Os comunicadores negros
Nós lemos suas matérias . Vemos suas reportagens . Ouvimos suas vozes no rádio . Mas raras vezes nos tocamos que aqueles que escrevem , fotografam e falam sobre o carnaval carioca são negros , como os passistas mestre- salas , e foliões quase sempre dos nossos carnavais .E também pocas vezes temos ideias das pressões , brigas , enciumadas , discriminações e arrogâncias que repórteres negros têm que enfrentar nas redações .Geralmente , verdade seja dita , o repórter negro para se afirmar em sua profissão , tem de mostrar mais competência e garra que um branco oriundo da classe média . Assim se entende porque na sociedade negra não se conhece seus ídolos jornalísticos , aqueles que tocam nas pretinhas ( hoje branqui- nhas ) no jargão jornalístico , como são chamadas as teclas da máquina de escrever. E passa ao largo que muitos empresários e profissionais negros preferem ser entrevistados por repórteres que enfrentam barras racistas como eles .
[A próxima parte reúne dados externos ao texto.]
impl FakeBackend {
    /// Start a backend seeded with [`USERS`] and three products.
    pub async fn start() -> Self {
        let shared = Arc::new(Shared::default());
        shared.data().products = seed_products();

        let app = Router::new()
            .route("/api/v1/users/login", post(login))
            .route("/api/v1/users/me", get(me))
            .route("/api/v1/users/logout", get(logout))
            .route("/api/v1/product", get(list_products))
            .route("/api/v1/product/get-by-id/{id}", get(product_by_id))
            .route(
                "/api/v1/product/get-by-category-id",
                get(products_by_category),
            )
            .route("/api/v1/cart", get(list_carts))
            .route("/api/v1/cart/create", post(create_cart))
            .route("/api/v1/cart/add-item", post(add_item))
            .route("/api/v1/echo", any(echo))
            .with_state(Arc::clone(&shared));

        let listener = TcpListener::bind("127.0.0.1:0")
            .await
            .expect("Failed to bind fake backend");
        let addr = listener.local_addr().expect("Fake backend has no address");
        tokio::spawn(async move {
            axum::serve(listener, app).await.ok();
        });

        Self { addr, shared }
    }

    /// Base URL to point clients at.
    #[must_use]
    pub fn base_url(&self) -> Url {
        Url::parse(&format!("http://{}/", self.addr)).expect("Fake backend URL is valid")
    }

    /// A fresh client against this backend, with its own cache.
    #[must_use]
    pub fn client(&self) -> ApiClient {
        ApiClient::new(&ApiConfig {
            base_url: self.base_url(),
            ..ApiConfig::default()
        })
        .expect("Failed to build API client")
    }

    /// How often `call` was received.
    #[must_use]
    pub fn calls(&self, call: Call) -> usize {
        self.shared
            .calls
            .lock()
            .expect("fake backend counters poisoned")
            .get(&call)
            .copied()
            .unwrap_or_default()
    }

    /// Make cart creation answer 500.
    pub fn fail_creates(&self, fail: bool) {
        self.shared.fail_creates.store(fail, Ordering::SeqCst);
    }

    /// Add a cart directly, returning its id.
    pub fn seed_cart(&self, owner: &str, name: &str) -> i32 {
        insert_cart(&mut self.shared.data(), owner, name, None)
    }

    /// Delete a cart behind the client's back.
    pub fn remove_cart(&self, id: i32) {
        self.shared.data().carts.retain(|cart| cart.id != id);
    }

    /// The carts `owner` has.
    #[must_use]
    pub fn carts_of(&self, owner: &str) -> Vec<FakeCart> {
        self.shared
            .data()
            .carts
            .iter()
            .filter(|cart| cart.owner == owner)
            .cloned()
            .collect()
    }

    /// Invalidate every token issued to `username`.
    pub fn revoke_tokens(&self, username: &str) {
        self.shared
            .data()
            .tokens
            .retain(|_, owner| owner != username);
    }
}
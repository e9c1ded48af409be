//! Local cart route handlers.
//!
//! The local cart lives only in the browser's session and needs no login.

use axum::{Json, extract::Path};
use serde::{Deserialize, Serialize};
use tower_sessions::Session;

use marketstall_core::{ProductId, Quantity};

use crate::cart::{LineItem, LocalCart, LocalCartAction};
use crate::error::Result;
use crate::middleware::{load_slice, store_slice};
use crate::models::session_keys;

/// Local cart contents.
#[derive(Debug, Serialize)]
pub struct LocalCartView {
    pub items: Vec<LineItem>,
    pub line_count: usize,
    pub total_quantity: u64,
}

impl From<&LocalCart> for LocalCartView {
    fn from(cart: &LocalCart) -> Self {
        Self {
            items: cart.items().to_vec(),
            line_count: cart.line_count(),
            total_quantity: cart.total_quantity(),
        }
    }
}

/// Body of `POST /cart/local/items`.
#[derive(Debug, Deserialize)]
pub struct AddLocalItem {
    pub product_id: ProductId,
    #[serde(default)]
    pub quantity: Quantity,
}

/// Body of `PUT /cart/local/items/{product_id}`.
#[derive(Debug, Deserialize)]
pub struct SetQuantity {
    pub quantity: u32,
}

async fn apply(session: &Session, action: LocalCartAction) -> Result<Json<LocalCartView>> {
    let mut cart: LocalCart = load_slice(session, session_keys::LOCAL_CART).await?;
    cart.reduce(action);
    let view = LocalCartView::from(&cart);
    store_slice(session, session_keys::LOCAL_CART, cart).await?;
    Ok(Json(view))
}

/// Show the local cart.
pub async fn show(session: Session) -> Result<Json<LocalCartView>> {
    let cart: LocalCart = load_slice(&session, session_keys::LOCAL_CART).await?;
    Ok(Json(LocalCartView::from(&cart)))
}

/// Add units of a product, merging with an existing line.
pub async fn add(session: Session, Json(body): Json<AddLocalItem>) -> Result<Json<LocalCartView>> {
    apply(
        &session,
        LocalCartAction::AddItem {
            product_id: body.product_id,
            quantity: body.quantity,
        },
    )
    .await
}

/// Set a line's quantity; zero removes it.
pub async fn update(
    session: Session,
    Path(product_id): Path<ProductId>,
    Json(body): Json<SetQuantity>,
) -> Result<Json<LocalCartView>> {
    apply(
        &session,
        LocalCartAction::UpdateQuantity {
            product_id,
            quantity: body.quantity,
        },
    )
    .await
}

/// Remove a line.
pub async fn remove(
    session: Session,
    Path(product_id): Path<ProductId>,
) -> Result<Json<LocalCartView>> {
    apply(&session, LocalCartAction::RemoveItem(product_id)).await
}

/// Empty the local cart.
pub async fn clear(session: Session) -> Result<Json<LocalCartView>> {
    apply(&session, LocalCartAction::Clear).await
}
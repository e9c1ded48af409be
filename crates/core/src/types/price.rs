//! Type-safe price representation using decimal arithmetic.
//!
//! The backend stores prices with two decimal places and discounts as a
//! percentage in `0..=100`. The discounted unit price is
//! `price * (1 - discount / 100)`, rounded to two places.

use core::fmt;

use rust_decimal::Decimal;
use serde::{Deserialize, Serialize};

use crate::Quantity;

/// A price with currency information.
#[derive(Debug, Clone, Copy, PartialEq, Eq, Serialize, Deserialize)]
pub struct Price {
    /// Amount in the currency's standard unit (e.g., rupees, not paise).
    pub amount: Decimal,
    /// ISO 4217 currency code.
    pub currency_code: CurrencyCode,
}

impl Price {
    /// Create a new price.
    #[must_use]
    pub const fn new(amount: Decimal, currency_code: CurrencyCode) -> Self {
        Self {
            amount,
            currency_code,
        }
    }

    /// Zero in the given currency.
    #[must_use]
    pub const fn zero(currency_code: CurrencyCode) -> Self {
        Self::new(Decimal::ZERO, currency_code)
    }

    /// Apply a percentage discount.
    #[must_use]
    pub fn discounted(self, discount: Discount) -> Self {
        let factor = Decimal::ONE - discount.as_fraction();
        Self::new((self.amount * factor).round_dp(2), self.currency_code)
    }

    /// Price of `quantity` units.
    #[must_use]
    pub fn times(self, quantity: Quantity) -> Self {
        Self::new(
            self.amount * Decimal::from(quantity.get()),
            self.currency_code,
        )
    }

    /// Sum two prices.
    ///
    /// Returns `None` when the currencies differ.
    #[must_use]
    pub fn checked_add(self, other: Self) -> Option<Self> {
        (self.currency_code == other.currency_code)
            .then(|| Self::new(self.amount + other.amount, self.currency_code))
    }
}

impl fmt::Display for Price {
    fn fmt(&self, f: &mut fmt::Formatter<'_>) -> fmt::Result {
        write!(
            f,
            "{}{:.2}",
            self.currency_code.symbol(),
            self.amount.round_dp(2)
        )
    }
}

/// ISO 4217 currency codes.
#[derive(Debug, Clone, Copy, PartialEq, Eq, Hash, Serialize, Deserialize, Default)]
pub enum CurrencyCode {
    #[default]
    INR,
    USD,
    EUR,
    GBP,
}

impl CurrencyCode {
    /// Display symbol for the currency.
    #[must_use]
    pub const fn symbol(self) -> &'static str {
        match self {
            Self::INR => "₹",
            Self::USD => "$",
            Self::EUR => "€",
            Self::GBP => "£",
        }
    }
}

/// Errors that can occur when constructing a [`Discount`].
#[derive(thiserror::Error, Debug, Clone, PartialEq, Eq)]
pub enum DiscountError {
    /// The percentage is below zero or above one hundred.
    #[error("discount must be between 0 and 100 percent (got {0})")]
    OutOfRange(Decimal),
}

/// A percentage discount in `0..=100`.
#[derive(Debug, Clone, Copy, PartialEq, Eq, Hash, Default, Serialize, Deserialize)]
#[serde(try_from = "Decimal", into = "Decimal")]
pub struct Discount(Decimal);

impl Discount {
    /// No discount.
    pub const NONE: Self = Self(Decimal::ZERO);

    /// Create a discount from a percentage.
    ///
    /// # Errors
    ///
    /// Returns [`DiscountError::OutOfRange`] if the percentage is negative or
    /// greater than 100.
    pub fn from_percent(percent: Decimal) -> Result<Self, DiscountError> {
        if percent < Decimal::ZERO || percent > Decimal::ONE_HUNDRED {
            return Err(DiscountError::OutOfRange(percent));
        }
        Ok(Self(percent))
    }

    /// The percentage value.
    #[must_use]
    pub const fn percent(self) -> Decimal {
        self.0
    }

    fn as_fraction(self) -> Decimal {
        self.0 / Decimal::ONE_HUNDRED
    }
}

impl TryFrom<Decimal> for Discount {
    type Error = DiscountError;

    fn try_from(value: Decimal) -> Result<Self, Self::Error> {
        Self::from_percent(value)
    }
}

impl From<Discount> for Decimal {
    fn from(discount: Discount) -> Self {
        discount.0
    }
}

#[cfg(test)]
#[allow(clippy::unwrap_used)]
mod tests {
    use core::str::FromStr;

    use super::*;

    fn dec(s: &str) -> Decimal {
        Decimal::from_str(s).unwrap()
    }

    #[test]
    fn test_discounted_price() {
        let price = Price::new(dec("200.00"), CurrencyCode::INR);
        let discount = Discount::from_percent(dec("12.5")).unwrap();
        assert_eq!(price.discounted(discount).amount, dec("175.00"));
    }

    #[test]
    fn test_discount_none_keeps_price() {
        let price = Price::new(dec("19.99"), CurrencyCode::USD);
        assert_eq!(price.discounted(Discount::NONE), price);
    }

    #[test]
    fn test_discount_out_of_range() {
        assert!(Discount::from_percent(dec("-1")).is_err());
        assert!(Discount::from_percent(dec("100.01")).is_err());
        assert!(Discount::from_percent(dec("100")).is_ok());
    }

    #[test]
    fn test_discount_deserialize_rejects_out_of_range() {
        assert!(serde_json::from_str::<Discount>("\"150\"").is_err());
        let discount: Discount = serde_json::from_str("\"10.00\"").unwrap();
        assert_eq!(discount.percent(), dec("10.00"));
    }

    #[test]
    fn test_times_and_sum() {
        let unit = Price::new(dec("2.50"), CurrencyCode::INR);
        let line = unit.times(Quantity::new(4).unwrap());
        assert_eq!(line.amount, dec("10.00"));

        let total = line.checked_add(unit).unwrap();
        assert_eq!(total.amount, dec("12.50"));

        let dollars = Price::new(dec("1"), CurrencyCode::USD);
        assert!(total.checked_add(dollars).is_none());
    }

    #[test]
    fn test_display() {
        let price = Price::new(dec("5"), CurrencyCode::INR);
        assert_eq!(price.to_string(), "₹5.00");
    }
}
Entre estes profissionais destacamos Wanda Ferreira , secretária de Estado , diretora do SEDEPRON ,que realiza , sem aplausos ou propagandas , um importante trabalho com presidiários do DESIPE , de recupe-ração e ressociliação E , nesta linha , mesmo em nível mais alto ,o trabalho do Instituto Palmares de Direitos Humanos ( IPDH ) com um programa de Orientação para empresários negros , e outros que não querem aparecer , mas colaboram, para a luta do negro no estilo “ bloco do eu sozinho “ , como o geógrafo Milton Santos .
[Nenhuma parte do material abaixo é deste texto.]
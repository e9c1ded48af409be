//! Local cart state.
//!
//! Two slices, each a plain reducer: a value plus `reduce(action)`. Neither
//! does I/O; callers load a slice, reduce it, and store it back, so every
//! slice has exactly one writer at a time.
//!
//! - [`DefaultCartSlice`] remembers which server-side cart is the default.
//! - [`LocalCart`] is a fully local item list, for browsing before login.

use std::time::Duration;

use chrono::{DateTime, Utc};
use serde::{Deserialize, Serialize};

use marketstall_core::{CartId, ProductId, Quantity};

// =============================================================================
// Default cart
// =============================================================================

/// Actions on [`DefaultCartSlice`].
#[derive(Debug, Clone, Copy, PartialEq, Eq)]
pub enum DefaultCartAction {
    /// Select a server-side cart as the default.
    SetDefaultCart(CartId),
    /// Forget the selection, e.g. on logout.
    Reset,
}

/// The server-selected default cart.
#[derive(Debug, Clone, Copy, Default, PartialEq, Eq, Serialize, Deserialize)]
pub struct DefaultCartSlice {
    pub default_cart: Option<CartId>,
}

impl DefaultCartSlice {
    /// Apply an action.
    pub const fn reduce(&mut self, action: DefaultCartAction) {
        match action {
            DefaultCartAction::SetDefaultCart(id) => self.default_cart = Some(id),
            DefaultCartAction::Reset => self.default_cart = None,
        }
    }
}

// =============================================================================
// Local cart
// =============================================================================

/// One product line in a [`LocalCart`].
#[derive(Debug, Clone, PartialEq, Eq, Serialize, Deserialize)]
pub struct LineItem {
    pub product_id: ProductId,
    pub quantity: Quantity,
    pub added_at: DateTime<Utc>,
}

/// Actions on [`LocalCart`].
#[derive(Debug, Clone, Copy, PartialEq, Eq)]
pub enum LocalCartAction {
    /// Add units; merges into an existing line for the same product.
    AddItem {
        product_id: ProductId,
        quantity: Quantity,
    },
    /// Set a line's quantity. Zero removes the line; unknown products are
    /// ignored.
    UpdateQuantity { product_id: ProductId, quantity: u32 },
    /// Drop a line.
    RemoveItem(ProductId),
    /// Drop every line.
    Clear,
}

/// A cart held entirely on the client side.
///
/// Holds at most one line per product, in insertion order.
#[derive(Debug, Clone, Default, PartialEq, Eq, Serialize, Deserialize)]
pub struct LocalCart {
    items: Vec<LineItem>,
}

impl LocalCart {
    /// Apply an action, stamping new lines with the current time.
    pub fn reduce(&mut self, action: LocalCartAction) {
        self.reduce_at(action, Utc::now());
    }

    /// Apply an action, stamping new lines with `now`.
    pub fn reduce_at(&mut self, action: LocalCartAction, now: DateTime<Utc>) {
        match action {
            LocalCartAction::AddItem {
                product_id,
                quantity,
            } => {
                if let Some(line) = self.line_mut(product_id) {
                    line.quantity = line.quantity.saturating_add(quantity);
                } else {
                    self.items.push(LineItem {
                        product_id,
                        quantity,
                        added_at: now,
                    });
                }
            }
            LocalCartAction::UpdateQuantity {
                product_id,
                quantity,
            } => match Quantity::new(quantity) {
                Ok(quantity) => {
                    if let Some(line) = self.line_mut(product_id) {
                        line.quantity = quantity;
                    }
                }
                Err(_) => self.remove(product_id),
            },
            LocalCartAction::RemoveItem(product_id) => self.remove(product_id),
            LocalCartAction::Clear => self.items.clear(),
        }
    }

    /// Lines in insertion order.
    #[must_use]
    pub fn items(&self) -> &[LineItem] {
        &self.items
    }

    /// The line for `product_id`, if any.
    #[must_use]
    pub fn get(&self, product_id: ProductId) -> Option<&LineItem> {
        self.items.iter().find(|line| line.product_id == product_id)
    }

    /// Number of distinct products.
    #[must_use]
    pub const fn line_count(&self) -> usize {
        self.items.len()
    }

    /// Total units across all lines.
    #[must_use]
    pub fn total_quantity(&self) -> u64 {
        self.items
            .iter()
            .map(|line| u64::from(line.quantity.get()))
            .sum()
    }

    #[must_use]
    pub const fn is_empty(&self) -> bool {
        self.items.is_empty()
    }

    fn line_mut(&mut self, product_id: ProductId) -> Option<&mut LineItem> {
        self.items
            .iter_mut()
            .find(|line| line.product_id == product_id)
    }

    fn remove(&mut self, product_id: ProductId) {
        self.items.retain(|line| line.product_id != product_id);
    }
}

// =============================================================================
// Persistence
// =============================================================================

/// How long persisted client state stays valid.
pub const DEFAULT_TTL: Duration = Duration::from_secs(24 * 60 * 60);

/// A value stamped with the time it was saved.
///
/// Stale values are discarded on load rather than trusted.
#[derive(Debug, Clone, PartialEq, Eq, Serialize, Deserialize)]
pub struct Persisted<T> {
    pub saved_at: DateTime<Utc>,
    pub value: T,
}

impl<T> Persisted<T> {
    /// Stamp `value` with the current time.
    #[must_use]
    pub fn new(value: T) -> Self {
        Self::at(value, Utc::now())
    }

    #[must_use]
    pub const fn at(value: T, saved_at: DateTime<Utc>) -> Self {
        Self { saved_at, value }
    }

    /// Whether the value is older than `ttl` at `now`.
    ///
    /// A save time in the future (clock skew) counts as fresh.
    #[must_use]
    pub fn is_expired_at(&self, ttl: Duration, now: DateTime<Utc>) -> bool {
        (now - self.saved_at).to_std().is_ok_and(|age| age > ttl)
    }

    /// The value if it is still fresh.
    #[must_use]
    pub fn into_fresh(self, ttl: Duration) -> Option<T> {
        if self.is_expired_at(ttl, Utc::now()) {
            None
        } else {
            Some(self.value)
        }
    }
}

#[cfg(test)]
#[allow(clippy::unwrap_used)]
mod tests {
    use chrono::TimeDelta;

    use super::*;

    fn qty(n: u32) -> Quantity {
        Quantity::new(n).unwrap()
    }

    fn add(cart: &mut LocalCart, product: i32, n: u32) {
        cart.reduce(LocalCartAction::AddItem {
            product_id: ProductId::new(product),
            quantity: qty(n),
        });
    }

    #[test]
    fn test_default_cart_slice() {
        let mut slice = DefaultCartSlice::default();
        assert_eq!(slice.default_cart, None);

        slice.reduce(DefaultCartAction::SetDefaultCart(CartId::new(7)));
        assert_eq!(slice.default_cart, Some(CartId::new(7)));

        slice.reduce(DefaultCartAction::SetDefaultCart(CartId::new(8)));
        assert_eq!(slice.default_cart, Some(CartId::new(8)));

        slice.reduce(DefaultCartAction::Reset);
        assert_eq!(slice.default_cart, None);
    }

    #[test]
    fn test_add_to_empty_cart_creates_one_line() {
        let mut cart = LocalCart::default();
        add(&mut cart, 1, 2);

        assert_eq!(cart.line_count(), 1);
        assert_eq!(cart.get(ProductId::new(1)).unwrap().quantity.get(), 2);
    }

    #[test]
    fn test_repeated_add_merges() {
        let mut cart = LocalCart::default();
        add(&mut cart, 1, 2);
        add(&mut cart, 1, 2);

        assert_eq!(cart.line_count(), 1);
        assert_eq!(cart.get(ProductId::new(1)).unwrap().quantity.get(), 4);
    }

    #[test]
    fn test_merge_keeps_first_added_at() {
        let mut cart = LocalCart::default();
        let first = Utc::now() - TimeDelta::hours(1);
        let action = LocalCartAction::AddItem {
            product_id: ProductId::new(1),
            quantity: qty(1),
        };
        cart.reduce_at(action, first);
        cart.reduce_at(action, Utc::now());

        assert_eq!(cart.get(ProductId::new(1)).unwrap().added_at, first);
    }

    #[test]
    fn test_update_quantity() {
        let mut cart = LocalCart::default();
        add(&mut cart, 1, 2);
        cart.reduce(LocalCartAction::UpdateQuantity {
            product_id: ProductId::new(1),
            quantity: 5,
        });
        assert_eq!(cart.total_quantity(), 5);
    }

    #[test]
    fn test_update_quantity_to_zero_removes() {
        let mut cart = LocalCart::default();
        add(&mut cart, 1, 2);
        add(&mut cart, 2, 1);
        cart.reduce(LocalCartAction::UpdateQuantity {
            product_id: ProductId::new(1),
            quantity: 0,
        });

        assert!(cart.get(ProductId::new(1)).is_none());
        assert_eq!(cart.line_count(), 1);
    }

    #[test]
    fn test_update_unknown_product_is_ignored() {
        let mut cart = LocalCart::default();
        cart.reduce(LocalCartAction::UpdateQuantity {
            product_id: ProductId::new(9),
            quantity: 3,
        });
        assert!(cart.is_empty());
    }

    #[test]
    fn test_remove_and_clear() {
        let mut cart = LocalCart::default();
        add(&mut cart, 1, 1);
        add(&mut cart, 2, 3);
        add(&mut cart, 3, 1);

        cart.reduce(LocalCartAction::RemoveItem(ProductId::new(2)));
        let ids: Vec<_> = cart.items().iter().map(|l| l.product_id.as_i32()).collect();
        assert_eq!(ids, vec![1, 3]);
        assert_eq!(cart.total_quantity(), 2);

        cart.reduce(LocalCartAction::Clear);
        assert!(cart.is_empty());
        assert_eq!(cart.total_quantity(), 0);
    }

    #[test]
    fn test_local_cart_serde() {
        let mut cart = LocalCart::default();
        add(&mut cart, 4, 2);
        let json = serde_json::to_string(&cart).unwrap();
        let back: LocalCart = serde_json::from_str(&json).unwrap();
        assert_eq!(back, cart);
    }

    #[test]
    fn test_persisted_expiry() {
        let now = Utc::now();
        let fresh = Persisted::at(DefaultCartSlice::default(), now - TimeDelta::hours(23));
        let stale = Persisted::at(DefaultCartSlice::default(), now - TimeDelta::hours(25));
        let future = Persisted::at(DefaultCartSlice::default(), now + TimeDelta::hours(1));

        assert!(!fresh.is_expired_at(DEFAULT_TTL, now));
        assert!(stale.is_expired_at(DEFAULT_TTL, now));
        assert!(!future.is_expired_at(DEFAULT_TTL, now));
        assert!(stale.into_fresh(DEFAULT_TTL).is_none());
    }
}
Por falar em bloco , sem perder o assunto que é Carnaval , a maior festa popular do Brasil , o jornal MOVIMENTAÇÃO busca agora desvelar o fascinante mundo dos repórteres que uma vez estão em suas redações honrando sua categoria profissional , e em seguida , quando chega o Carnaval , estão nas quadras , na Liga Independente das escolas de Samba , nas rádios, no Bar A Paulistinha , assistindo a apresentação dos enredos , todo ano patrocinado pelo famoso Zé Petrus , no Petisco da Vila ,ouvindo os bambas de Vila Isabel, nos subúrbios entrevistando os heróis da velha guarda,enfim ,em todos os lugares onde houver samba .
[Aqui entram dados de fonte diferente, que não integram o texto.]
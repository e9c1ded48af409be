//! Session-related types.
//!
//! Types stored in the session for authentication and cart state.

use chrono::{DateTime, Utc};
use serde::{Deserialize, Serialize};

use crate::api::{AccessToken, Authorization};

/// Session-stored backend token.
///
/// Kept as a plain string since session values must serialize; it is
/// wrapped in a secret again as soon as it is read.
#[derive(Clone, Serialize, Deserialize)]
pub struct StoredToken {
    access_token: String,
    pub logged_in_at: DateTime<Utc>,
}

impl StoredToken {
    /// Store `token`, stamped with the current time.
    #[must_use]
    pub fn new(token: &AccessToken) -> Self {
        Self {
            access_token: token.expose().to_string(),
            logged_in_at: Utc::now(),
        }
    }

    /// Authorization for backend calls made on the user's behalf.
    #[must_use]
    pub fn authorization(&self) -> Authorization {
        AccessToken::new(self.access_token.clone()).bearer()
    }
}

impl std::fmt::Debug for StoredToken {
    fn fmt(&self, f: &mut std::fmt::Formatter<'_>) -> std::fmt::Result {
        f.debug_struct("StoredToken")
            .field("access_token", &"[REDACTED]")
            .field("logged_in_at", &self.logged_in_at)
            .finish()
    }
}

/// Session keys for authentication and cart data.
pub mod keys {
    /// Key for the backend access token.
    pub const TOKEN: &str = "token";

    /// Key for the selected default cart.
    pub const DEFAULT_CART: &str = "default_cart";

    /// Key for the local (pre-login) cart.
    pub const LOCAL_CART: &str = "local_cart";
}
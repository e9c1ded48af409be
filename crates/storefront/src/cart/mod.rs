//! Cart state and default cart initialization.

mod initializer;
mod store;

pub use initializer::{CartBackend, CartError, CartInitializer, InitOutcome};
pub use store::{
    DEFAULT_TTL, DefaultCartAction, DefaultCartSlice, LineItem, LocalCart, LocalCartAction,
    Persisted,
};
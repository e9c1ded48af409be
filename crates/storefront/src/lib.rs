//! Marketstall storefront library.
//!
//! A backend-for-frontend in front of the commerce API: it keeps the user's
//! token in a server-side session, resolves a default cart per user, and
//! serves product and cart views as JSON. The [`api`] module is the typed
//! client for the backend and is usable on its own.

#![cfg_attr(not(test), forbid(unsafe_code))]

pub mod api;
pub mod cart;
pub mod config;
pub mod error;
pub mod gate;
pub mod middleware;
pub mod models;
pub mod routes;
pub mod state;

use axum::{Router, extract::Request, middleware::from_fn};
use tower_http::trace::TraceLayer;

use middleware::RateLimiterLayer;
use state::AppState;

/// Build the storefront router.
///
/// `login_limiter`, when given, limits `POST /login`.
pub fn app(state: AppState, login_limiter: Option<RateLimiterLayer>) -> Router {
    let session_layer = middleware::create_session_layer(state.config());

    routes::routes(login_limiter)
        .layer(session_layer)
        .layer(from_fn(middleware::request_id_middleware))
        .layer(
            TraceLayer::new_for_http().make_span_with(|request: &Request| {
                tracing::info_span!(
                    "http_request",
                    method = %request.method(),
                    uri = %request.uri(),
                    request_id = tracing::field::Empty,
                )
            }),
        )
        .with_state(state)
}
1 – Jornalista , pesquisador , apresentador de televisão , escritor ,radialista , ator , empresário , fundador do balé brasiliana , diretor de cinema , teatro e TV .
Esse é Haroldo Costa .Quando se fala em carnaval não se deve deixar de falar nesse excelente profissional, em vários níveis , de atuação comprovada , que nas suas viagens pelo exterior não perde a oportunidade de aprender e mostrar o que sabe .Com passagem pelos bancos universitários da Sorbone ( Paris ) trouxe muito dessa trajetória internacional para nossa gente .
Haroldo dá sua contribuição ao negro e à imprensa e no carnaval de TV , teatro , e principalmente seus livros . Entre eles destacamos : “ É hoje “ , “ Fala Crioulo “ , “ Salgueiro “ , “ Academia do Samba “ ,etc .Atualizou o livro na forma , que vai se chamar Samba .
Falar de Haroldo Costa é uma empresa hérculea .Cinco laudas é pouco para uma apresentação de Haroldo . Mas Falar do todo ,da experiência que ele carrega , é quase temerário ,neste pouco espaço . Poeta de Orfeu da Conceição , na antológica peça de Vinícius , de 1958 , até o Juca da Kananga do Japão , último papel de ator ( está fazendo falta o salgueirense Haroldo Costa é o apresentador perpétuo do carnaval da MANCHETE na televisão . No Carnaval foi também jurado da premiação do Estandarte de Ouro . Haroldo Costa : um mestre do carnaval brasileiro .
2 – Um jornalista . Autor de vários livros sobre música popular brasileira . Trabalhou em todos os grandes jornais do Rio .Crítico de música , participou de vários juris . Foi respeitado por todos por sua serenidade e coerência ,no seu trabalho .Tipo sestroso , bem carioca e bonito por dentro com sua gravata borboleta. Fez parte da história do Rio .Atravessou todos os cafés e bares do Rio nos anos gloriosos , e era conhecido de vista por todos aqueles que frequentam e amam o centro do Rio , coração da alma carioca , menino pobre que se tornou um dos maiores conhecedores da cultura popular do Rio .
Personagem infatigável das bibliotecas e arquivos , sempre buscando esmiuçar eventos que muitas vezes presenciou com os próprios olhos . O maior cronista carnavalesco de todos os tempos .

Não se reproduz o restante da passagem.